3. Pledger's benefits

On April 24, 2006, Tomlinson sent a letter to Pledger summarizing an April 13, 2006, meeting he had with her and requesting that she clarify when she was available to work. Mem. in Support of Mot. for Summ. J., Ex. 5 [DE-17-6] at pp. 42-44 (April 24, 2006 Letter). In the letter, Tomlinson explained that at the meeting he discussed the status of Pledger's benefits, and that for the April, May and June quarter of 2006, she would not receive part-time benefits because she failed to work a sufficient number of hours for two immediately preceding quarters. Id. Tomlinson highlighted his letter of August 4, 2005, and reiterated that the number of restrictions Pledger had placed on her work availability caused her to fall short of the number hours required to earn part-time benefits. Id. Tomlinson also reviewed Pledger's "work preferences" that had an additional impact on her schedule: Pledger preferred to work on Station Four, reluctantly worked on Station Three, and did not want to work on Station Two. Id.

Plaintiff admits that she did not voice any objection to this letter or otherwise follow-up with Tomlinson. She also admits that her benefits were not, in fact, reduced, but contends that Mayview applied her vacation hours in order to make sure she had enough hours to qualify for part-time benefits. Mem. in Support of Mot. for Summ. J., Ex. 1 [DE-17-2] at p. 107.

C. Other positions at Mayview

Pledger claims she applied for a number of other positions while employed at Mayview.

1. Full-time nursing positions

Pledger testified that whenever a full-time nursing position became available at Mayview, she would apply for the position by sending notes to Haynes, which she would slide under Haynes's door, expressing her interest. Specifically, Pledger claims that sometime in 1999 she left a note for Haynes expressing her interest in a First Shift position on Hall Three. She was not selected for this position; rather, Judy Griffin, a white female was selected.

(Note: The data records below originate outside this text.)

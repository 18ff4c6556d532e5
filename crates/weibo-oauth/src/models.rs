//! Response models for the Weibo open API.
//!
//! Profile payloads are passed through rather than deeply modeled: the known
//! fields are typed, everything else survives in `extra` so callers can reach
//! provider fields this crate does not name.

use serde::{Deserialize, Serialize};

/// A user profile from `GET /2/users/show.json`.
#[derive(Debug, Clone, Serialize, Deserialize, Default)]
pub struct UserProfile {
    /// Numeric uid.
    #[serde(default)]
    pub id: i64,

    /// The uid as a string.
    #[serde(default)]
    pub idstr: String,

    /// Display nickname.
    #[serde(default)]
    pub screen_name: String,

    #[serde(default)]
    pub name: String,

    /// `m` male, `f` female, `n` unknown.
    #[serde(default)]
    pub gender: String,

    #[serde(default)]
    pub province: String,

    #[serde(default)]
    pub city: String,

    #[serde(default)]
    pub location: String,

    #[serde(default)]
    pub country: String,

    #[serde(default)]
    pub description: String,

    /// 50x50 avatar URL.
    #[serde(default)]
    pub profile_image_url: String,

    /// 180x180 avatar URL.
    #[serde(default)]
    pub avatar_large: String,

    #[serde(default)]
    pub followers_count: i64,

    #[serde(default)]
    pub friends_count: i64,

    #[serde(default)]
    pub statuses_count: i64,

    #[serde(default)]
    pub verified: bool,

    /// Privilege markers, when the provider reports them.
    #[serde(default, skip_serializing_if = "Vec::is_empty")]
    pub privilege: Vec<String>,

    /// Unmodeled provider fields, passed through as-is.
    #[serde(flatten)]
    pub extra: serde_json::Map<String, serde_json::Value>,
}

/// Token introspection payload from `GET /oauth2/get_token_info`.
///
/// Field names follow the provider: `create_at` and `expire_in` are the
/// provider's spelling, not this crate's local `created_at` stamp.
#[derive(Debug, Clone, Serialize, Deserialize)]
pub struct TokenInfo {
    #[serde(default)]
    pub uid: String,

    /// The application key the token was issued to.
    #[serde(default)]
    pub appkey: String,

    #[serde(default, skip_serializing_if = "Option::is_none")]
    pub scope: Option<String>,

    /// Issue time reported by the provider, epoch seconds.
    #[serde(default)]
    pub create_at: i64,

    /// Remaining lifetime reported by the provider, seconds.
    #[serde(default)]
    pub expire_in: i64,
}

#[cfg(test)]
mod tests {
    use super::*;

    #[test]
    fn test_profile_keeps_unmodeled_fields() {
        let profile: UserProfile = serde_json::from_value(serde_json::json!({
            "id": 1_404_376_560_i64,
            "idstr": "1404376560",
            "screen_name": "zaku",
            "gender": "m",
            "domain": "zaku",
            "allow_all_comment": true
        }))
        .unwrap();

        assert_eq!(profile.screen_name, "zaku");
        assert_eq!(profile.extra.get("domain"), Some(&serde_json::json!("zaku")));
        assert_eq!(profile.extra.get("allow_all_comment"), Some(&serde_json::json!(true)));
    }

    #[test]
    fn test_profile_tolerates_sparse_payload() {
        let profile: UserProfile =
            serde_json::from_value(serde_json::json!({ "idstr": "42" })).unwrap();
        assert_eq!(profile.idstr, "42");
        assert_eq!(profile.followers_count, 0);
        assert!(profile.privilege.is_empty());
    }

    #[test]
    fn test_token_info_provider_field_names() {
        let info: TokenInfo = serde_json::from_value(serde_json::json!({
            "uid": "u1",
            "appkey": "1352222456",
            "scope": null,
            "create_at": 1_352_267_591,
            "expire_in": 157_679_471
        }))
        .unwrap();

        assert_eq!(info.uid, "u1");
        assert_eq!(info.expire_in, 157_679_471);
        assert!(info.scope.is_none());
    }
}
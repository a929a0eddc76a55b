use crate::household::DayOfWeek;

const WEEKEND_TIPS: [&str; 4] = [
    "Use natural light during daytime",
    "Plan energy-intensive activities during off-peak hours",
    "Unplug unused appliances",
    "Set AC to 24°C or higher for efficiency",
];

const WEEKDAY_TIPS: [&str; 4] = [
    "Turn off lights when leaving",
    "Use smart thermostats",
    "Run appliances during off-peak hours",
    "Consider energy-efficient appliances",
];

/// Energy saving advice for the selected day. Depends only on whether the
/// day falls on a weekend.
pub fn tips_for(day: DayOfWeek) -> &'static [&'static str] {
    if day.is_weekend() {
        &WEEKEND_TIPS
    } else {
        &WEEKDAY_TIPS
    }
}
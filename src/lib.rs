pub mod api;
pub mod config;
pub mod error;
pub mod estimation;
pub mod household;
pub mod state;
pub mod tips;
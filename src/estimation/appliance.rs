//! Appliance power table and per-appliance breakdown rows.
//!
//! Every appliance except the refrigerator scales with the day multiplier;
//! the refrigerator runs around the clock and contributes a flat amount.

use crate::household::{ApplianceSelection, RoomConfig};
use serde::Serialize;

#[derive(Debug, Clone, Copy, PartialEq, Eq, Hash, Serialize)]
#[serde(rename_all = "snake_case")]
pub enum Appliance {
    Fan,
    Light,
    AirConditioner,
    Refrigerator,
    WashingMachine,
}

impl Appliance {
    /// kWh-equivalent drawn per unit per day.
    pub fn unit_power_kw(self) -> f64 {
        match self {
            Self::Fan => 0.4,
            Self::Light => 0.8,
            Self::AirConditioner => 3.0,
            Self::Refrigerator => 4.0,
            Self::WashingMachine => 2.0,
        }
    }

    pub fn is_day_sensitive(self) -> bool {
        !matches!(self, Self::Refrigerator)
    }

    pub fn label(self) -> &'static str {
        match self {
            Self::Fan => "Fans",
            Self::Light => "Lights",
            Self::AirConditioner => "Air Conditioner",
            Self::Refrigerator => "Refrigerator",
            Self::WashingMachine => "Washing Machine",
        }
    }
}

#[derive(Debug, Clone, PartialEq)]
pub struct BreakdownRow {
    pub appliance: Appliance,
    pub quantity: u32,
    pub unit_power_kw: f64,
    pub base_kwh: f64,
    pub today_kwh: f64,
}

impl BreakdownRow {
    fn new(appliance: Appliance, quantity: u32, day_multiplier: f64) -> Self {
        let unit_power_kw = appliance.unit_power_kw();
        let base_kwh = quantity as f64 * unit_power_kw;
        let today_kwh = if appliance.is_day_sensitive() {
            base_kwh * day_multiplier
        } else {
            base_kwh
        };
        Self {
            appliance,
            quantity,
            unit_power_kw,
            base_kwh,
            today_kwh,
        }
    }
}

/// Daily energy split into the parts the formula treats differently.
#[derive(Debug, Clone, Copy, PartialEq)]
pub struct DailyLoads {
    /// Fans plus lights.
    pub base_kwh: f64,
    pub ac_kwh: f64,
    pub washing_kwh: f64,
    pub fridge_kwh: f64,
}

impl DailyLoads {
    pub fn resolve(room_config: RoomConfig, appliances: &ApplianceSelection) -> Self {
        let base_kwh = room_config.fans() as f64 * Appliance::Fan.unit_power_kw()
            + room_config.lights() as f64 * Appliance::Light.unit_power_kw();
        let ac_kwh =
            f64::from(appliances.active_ac_units()) * Appliance::AirConditioner.unit_power_kw();
        let washing_kwh = if appliances.has_washing_machine {
            Appliance::WashingMachine.unit_power_kw()
        } else {
            0.0
        };
        let fridge_kwh = if appliances.has_fridge {
            Appliance::Refrigerator.unit_power_kw()
        } else {
            0.0
        };
        Self {
            base_kwh,
            ac_kwh,
            washing_kwh,
            fridge_kwh,
        }
    }

    /// Total for one day: day-sensitive loads scaled, refrigerator added flat.
    pub fn energy_for(&self, day_multiplier: f64) -> f64 {
        (self.base_kwh + self.ac_kwh + self.washing_kwh) * day_multiplier + self.fridge_kwh
    }
}

/// Rows for the appliances present in the household, fans and lights first.
pub fn breakdown_rows(
    room_config: RoomConfig,
    appliances: &ApplianceSelection,
    day_multiplier: f64,
) -> Vec<BreakdownRow> {
    let mut rows = vec![
        BreakdownRow::new(Appliance::Fan, room_config.fans(), day_multiplier),
        BreakdownRow::new(Appliance::Light, room_config.lights(), day_multiplier),
    ];
    if appliances.has_ac {
        rows.push(BreakdownRow::new(
            Appliance::AirConditioner,
            u32::from(appliances.ac_count),
            day_multiplier,
        ));
    }
    if appliances.has_fridge {
        rows.push(BreakdownRow::new(Appliance::Refrigerator, 1, day_multiplier));
    }
    if appliances.has_washing_machine {
        rows.push(BreakdownRow::new(Appliance::WashingMachine, 1, day_multiplier));
    }
    rows
}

She also asserts in her declaration that a number of first-shift positions have come open at Mayview, she applied for all of them, and was denied the positions.

Pledger claims she applied for a full-time position on Hall Two in August 2005 and Toni Veasey, a Caucasian, was selected. She claims she applied for the position again in 2005 or 2006, when Veasey left this position. Pledger said that she either submitted a written request to Haynes or to Barlow or Tomlinson, but a Caucasian was selected for the position. She identified four other white nurses who were selected over her for this position as the position subsequently became vacant. While Pledger admitted she did not know the ages of those selected, she said some appear younger.

2. Supervisory positions

In 2007, Pledger applied and was interviewed for a Staff Development Coordinator when Barbara Cobb resigned. She thinks she sent an application to Haynes and Barlow for the position. Ellen Jones, an African-American, was ultimately selected for the position. Pledger admits she does not know anything about Jones's qualifications for the position.

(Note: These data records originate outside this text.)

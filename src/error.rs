use crate::estimation::ValidationError;
use thiserror::Error;

#[derive(Debug, Error)]
pub enum AppError {
    #[error(transparent)]
    Validation(#[from] ValidationError),
    #[error("state lock poisoned")]
    StateLock,
}
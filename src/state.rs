use crate::estimation::EnergyEstimate;
use crate::estimation::tariff::Tariff;
use crate::household::HouseholdInput;
use std::time::SystemTime;

/// The most recent successful calculation of this session.
#[derive(Debug, Clone, PartialEq)]
pub struct LastCalculation {
    pub input: HouseholdInput,
    pub estimate: EnergyEstimate,
    pub calculated_at: SystemTime,
}

#[derive(Debug)]
pub struct AppState {
    tariff: Tariff,
    last_calculation: Option<LastCalculation>,
}

impl AppState {
    pub fn new(tariff: Tariff) -> Self {
        Self {
            tariff,
            last_calculation: None,
        }
    }

    pub fn tariff(&self) -> &Tariff {
        &self.tariff
    }

    /// `None` until a calculation has succeeded.
    pub fn last_calculation(&self) -> Option<&LastCalculation> {
        self.last_calculation.as_ref()
    }

    pub fn set_last_calculation(&mut self, calculation: LastCalculation) {
        self.last_calculation = Some(calculation);
    }
}

impl Default for AppState {
    fn default() -> Self {
        Self::new(Tariff::default())
    }
}
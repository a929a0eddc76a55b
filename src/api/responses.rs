use crate::estimation::appliance::Appliance;
use crate::household::{DayOfWeek, HouseType, RoomConfig};
use serde::Serialize;

#[derive(Debug, Serialize)]
#[serde(rename_all = "snake_case")]
pub struct EstimateSuccessResponse {
    pub profile: ProfileSummary,
    pub day: DayOfWeek,
    pub usage_factor: f64,
    pub energy: EnergySummary,
    pub breakdown: Vec<BreakdownRowResponse>,
    pub weekly_series: Vec<WeeklyPointResponse>,
    pub distribution: Vec<DistributionResponse>,
    pub quick_stats: QuickStatsResponse,
    pub tips: Vec<String>,
    pub timestamp: String,
}

#[derive(Debug, Serialize)]
#[serde(rename_all = "snake_case")]
pub struct ProfileSummary {
    pub name: String,
    pub age: u8,
    pub location: String,
    pub house_type: HouseType,
    pub room_config: RoomConfig,
}

#[derive(Debug, Serialize)]
#[serde(rename_all = "snake_case")]
pub struct EnergySummary {
    pub daily_kwh: f64,
    pub day_delta_kwh: f64,
    pub weekly_average_kwh: f64,
    pub monthly_average_kwh: f64,
    pub yearly_estimate_kwh: f64,
}

#[derive(Debug, Serialize)]
#[serde(rename_all = "snake_case")]
pub struct BreakdownRowResponse {
    pub appliance: Appliance,
    pub label: String,
    pub quantity: u32,
    pub unit_power_kw: f64,
    pub base_kwh: f64,
    pub today_kwh: f64,
}

#[derive(Debug, Serialize)]
#[serde(rename_all = "snake_case")]
pub struct WeeklyPointResponse {
    pub day: DayOfWeek,
    pub energy_kwh: f64,
    pub selected: bool,
}

#[derive(Debug, Serialize)]
#[serde(rename_all = "snake_case")]
pub struct DistributionResponse {
    pub appliance: Appliance,
    pub today_kwh: f64,
    pub share_percent: f64,
}

#[derive(Debug, Serialize)]
#[serde(rename_all = "snake_case")]
pub struct QuickStatsResponse {
    pub daily_cost: f64,
    pub monthly_cost: f64,
    pub currency: String,
    pub daily_co2_kg: f64,
}

#[derive(Debug, Serialize)]
#[serde(rename_all = "snake_case")]
pub struct StatsSuccessResponse {
    pub quick_stats: QuickStatsResponse,
    pub calculated_at: String,
}

#[derive(Debug, Serialize)]
#[serde(rename_all = "snake_case")]
pub struct TipsSuccessResponse {
    pub day: DayOfWeek,
    pub weekend: bool,
    pub tips: Vec<String>,
}

#[derive(Debug, Serialize)]
#[serde(rename_all = "snake_case")]
pub struct ErrorResponse {
    pub error_code: ErrorCode,
    pub error_message: String,
    #[serde(skip_serializing_if = "Vec::is_empty")]
    pub missing_fields: Vec<String>,
    pub timestamp: String,
}

#[derive(Debug, Serialize, PartialEq, Eq, Clone, Copy)]
#[serde(rename_all = "SCREAMING_SNAKE_CASE")]
pub enum ErrorCode {
    MissingRequiredInput,
    InvalidInput,
    NoData,
    InternalError,
}
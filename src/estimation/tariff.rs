/// Default electricity price per kWh.
pub const DEFAULT_RATE_PER_KWH: f64 = 6.0;
/// Grid emission factor in kg CO2 per kWh.
pub const DEFAULT_CO2_KG_PER_KWH: f64 = 0.82;
pub const DEFAULT_CURRENCY: &str = "INR";
pub const DAYS_PER_MONTH: f64 = 30.0;

#[derive(Debug, Clone, PartialEq)]
pub struct Tariff {
    pub rate_per_kwh: f64,
    pub co2_kg_per_kwh: f64,
    pub currency: String,
}

impl Default for Tariff {
    fn default() -> Self {
        Self {
            rate_per_kwh: DEFAULT_RATE_PER_KWH,
            co2_kg_per_kwh: DEFAULT_CO2_KG_PER_KWH,
            currency: DEFAULT_CURRENCY.to_string(),
        }
    }
}

/// Cost and emission figures derived from a daily energy total.
#[derive(Debug, Clone, PartialEq)]
pub struct QuickStats {
    pub daily_cost: f64,
    pub monthly_cost: f64,
    pub daily_co2_kg: f64,
}

impl Tariff {
    pub fn quick_stats(&self, daily_energy_kwh: f64) -> QuickStats {
        QuickStats {
            daily_cost: daily_energy_kwh * self.rate_per_kwh,
            monthly_cost: daily_energy_kwh * DAYS_PER_MONTH * self.rate_per_kwh,
            daily_co2_kg: daily_energy_kwh * self.co2_kg_per_kwh,
        }
    }
}

#[cfg(test)]
mod tests {
    use super::*;

    #[test]
    fn default_tariff_prices_daily_and_monthly() {
        let stats = Tariff::default().quick_stats(10.0);

        assert_eq!(stats.daily_cost, 60.0);
        assert_eq!(stats.monthly_cost, 1800.0);
        assert!((stats.daily_co2_kg - 8.2).abs() < 1e-9);
    }

    #[test]
    fn zero_energy_costs_nothing() {
        let stats = Tariff::default().quick_stats(0.0);

        assert_eq!(stats.daily_cost, 0.0);
        assert_eq!(stats.monthly_cost, 0.0);
        assert_eq!(stats.daily_co2_kg, 0.0);
    }
}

Pledger also claims that she applied in writing for a supervisor position on the First Shift on Hall Four in 2008. Although Pledger was interviewed for the position, Mayview selected Wanda Robinson for the position. Ms Robinson is an African American with fifteen years in this same position at another nursing facility. Pledger also claims she left a note for Haynes expressing her interest in a Temporary Relief Supervisor position on the First Shift, although Pledger is unsure of when the job vacancy occurred. Beth Mills, a white female, was selected for the position. Pledger claims she was denied this position again when Beth Mills subsequently left the position.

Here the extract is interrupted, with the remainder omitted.